Russian electricals retailer Eldorado, in which UK retailer DSGi considered investing, faces back-tax claims of up to Rub15 billion (£312 million), which could force it to sell assets.

The retailer’s president and large shareholder Igor Yakovlev has admitted that it faces a Rub8 billion claim (£166.4 million). However, the Russian media reported that a former top manager at the store group alleged the total is closer to Rub15 billion (£312 million). The arrears date back to 2004 and 2005.

It is understood that the Russian authorities have not yet filed formal charges, but are expected to make a final decision by April. The retailer plans to appeal against the bill and has two weeks to do so. Yakovlev said he would have to sell part of the business if the case is lost.

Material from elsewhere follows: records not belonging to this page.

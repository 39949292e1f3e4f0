// This Source Code Form is subject to the terms of the Mozilla Public
// License, v. 2.0. If a copy of the MPL was not distributed with this
// file, You can obtain one at https://mozilla.org/MPL/2.0/.

//! Mesh data types for serialization.

use floorplan_geometry::Mesh;
use floorplan_scene::{ElementMesh, GroundPlane};
use serde::{Deserialize, Serialize};

/// Kind name used for the ground plane mesh.
pub const GROUND_KIND: &str = "ground";

/// Individual mesh data with geometry and metadata.
#[derive(Debug, Clone, Serialize, Deserialize)]
pub struct MeshData {
    /// Index of the box in the scene; `None` for the ground.
    pub element_index: Option<usize>,
    /// Element kind (e.g., "wall"), or "ground".
    pub kind: String,
    /// Vertex positions (x, y, z triplets).
    pub positions: Vec<f32>,
    /// Vertex normals (x, y, z triplets).
    pub normals: Vec<f32>,
    /// Triangle indices.
    pub indices: Vec<u32>,
    /// RGBA color [r, g, b, a] in 0-1 range.
    pub color: [f32; 4],
}

impl MeshData {
    fn from_mesh(element_index: Option<usize>, kind: String, mesh: Mesh, color: [f32; 4]) -> Self {
        Self {
            element_index,
            kind,
            positions: mesh.positions,
            normals: mesh.normals,
            indices: mesh.indices,
            color,
        }
    }

    /// Tessellated box of one scene element.
    pub fn from_element(element: ElementMesh<'_>) -> Self {
        let color = element.element.material.color.to_rgba();
        let kind = element.element.kind.label().to_lowercase();
        Self::from_mesh(Some(element.index), kind, element.mesh, color)
    }

    pub fn from_ground(ground: &GroundPlane, mesh: Mesh) -> Self {
        Self::from_mesh(None, GROUND_KIND.to_string(), mesh, ground.color.to_rgba())
    }

    /// Get the number of vertices.
    pub fn vertex_count(&self) -> usize {
        self.positions.len() / 3
    }

    /// Get the number of triangles.
    pub fn triangle_count(&self) -> usize {
        self.indices.len() / 3
    }
}

#[cfg(test)]
mod tests {
    use super::*;
    use floorplan_scene::{compose_scene, FloorPlanData, FootprintRecord, Scene};

    #[test]
    fn element_mesh_carries_kind_and_color() {
        let mut data = FloorPlanData::new();
        data.doors = vec![FootprintRecord::new(10.0, 20.0, 30.0, 8.0)];
        let scene = compose_scene(&data);

        let meshes: Vec<MeshData> = scene
            .element_meshes()
            .into_iter()
            .map(MeshData::from_element)
            .collect();

        assert_eq!(meshes.len(), 1);
        assert_eq!(meshes[0].element_index, Some(0));
        assert_eq!(meshes[0].kind, "door");
        assert_eq!(meshes[0].vertex_count(), 24);
        assert_eq!(meshes[0].triangle_count(), 12);
        assert_eq!(meshes[0].color, scene.boxes[0].material.color.to_rgba());
    }

    #[test]
    fn ground_mesh() {
        let scene = Scene::default();
        let mesh = MeshData::from_ground(&scene.ground, scene.ground.to_mesh().unwrap());
        assert_eq!(mesh.element_index, None);
        assert_eq!(mesh.kind, GROUND_KIND);
        assert_eq!(mesh.triangle_count(), 2);
    }
}
// This Source Code Form is subject to the terms of the Mozilla Public
// License, v. 2.0. If a copy of the MPL was not distributed with this
// file, You can obtain one at https://mozilla.org/MPL/2.0/.

//! Types for API requests and responses.

mod mesh;
mod response;

pub use mesh::MeshData;
pub use response::{FloorPlanResponse, MeshStats, SceneResponse, UploadResponse};
// This Source Code Form is subject to the terms of the Mozilla Public
// License, v. 2.0. If a copy of the MPL was not distributed with this
// file, You can obtain one at https://mozilla.org/MPL/2.0/.

//! Floor plan data and scene endpoints.

use crate::error::ApiError;
use crate::types::{FloorPlanResponse, MeshData, MeshStats, SceneResponse};
use crate::AppState;
use axum::{extract::State, Json};
use floorplan_scene::SceneError;
use std::time::Instant;

/// GET /api/v1/floorplan - Records as currently loaded.
pub async fn get_floorplan(State(state): State<AppState>) -> Json<FloorPlanResponse> {
    Json(state.store.snapshot().await.into())
}

/// GET /api/v1/scene - Composed scene with tessellated meshes.
pub async fn get_scene(State(state): State<AppState>) -> Result<Json<SceneResponse>, ApiError> {
    let snapshot = state.store.snapshot().await;
    let start = Instant::now();

    let scene = snapshot.scene();
    let ground = scene.ground.to_mesh().map_err(SceneError::from)?;

    let mut meshes = Vec::with_capacity(scene.box_count() + 1);
    meshes.push(MeshData::from_ground(&scene.ground, ground));
    meshes.extend(scene.element_meshes().into_iter().map(MeshData::from_element));

    let stats = MeshStats::from_meshes(&meshes, start.elapsed().as_millis() as u64);

    tracing::debug!(
        boxes = scene.box_count(),
        dropped = scene.stats.total_dropped(),
        meshes = stats.total_meshes,
        "Composed scene"
    );

    Ok(Json(SceneResponse {
        loading: snapshot.loading,
        generation: snapshot.generation,
        scene,
        meshes,
        stats,
    }))
}

/// POST /api/v1/refresh - Invalidate and re-request all element documents.
pub async fn refresh(State(state): State<AppState>) -> Json<FloorPlanResponse> {
    let snapshot = state.store.refresh(state.assets.as_ref()).await;
    Json(snapshot.into())
}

Last June, DSGi abruptly abandoned a plan to exercise an option to invest in the Russian retailer. The then chief executive John Clare said: “We have done comprehensive due diligence covering a host of things, including looking at other companies in Russia in the retail sector and beyond. Overall, the board has concluded it would not be in the interests of shareholders to pursue the option. That is about as much as I can tell you.”

No comment was available this week from DSGi on whether tax issues had triggered the decision.

Eldorado has more than 600 stores and controls approximately 20 per cent of the electricals market in Russia and the Ukraine. Eldorado had a total debt of US$1 billion (£495.9 million) last year, and a turnover of US$6 billion (£2.98 billion).

Russian daily newspaper Kommersant warned that the claims against Eldorado could signal the beginning of more checks on retailers.

Russia has become of increasing interest to foreign store groups expanding overseas. Retailers ranging from Swedish furniture giant Ikea to UK fashion group Peacocks are among those present in the Russian market.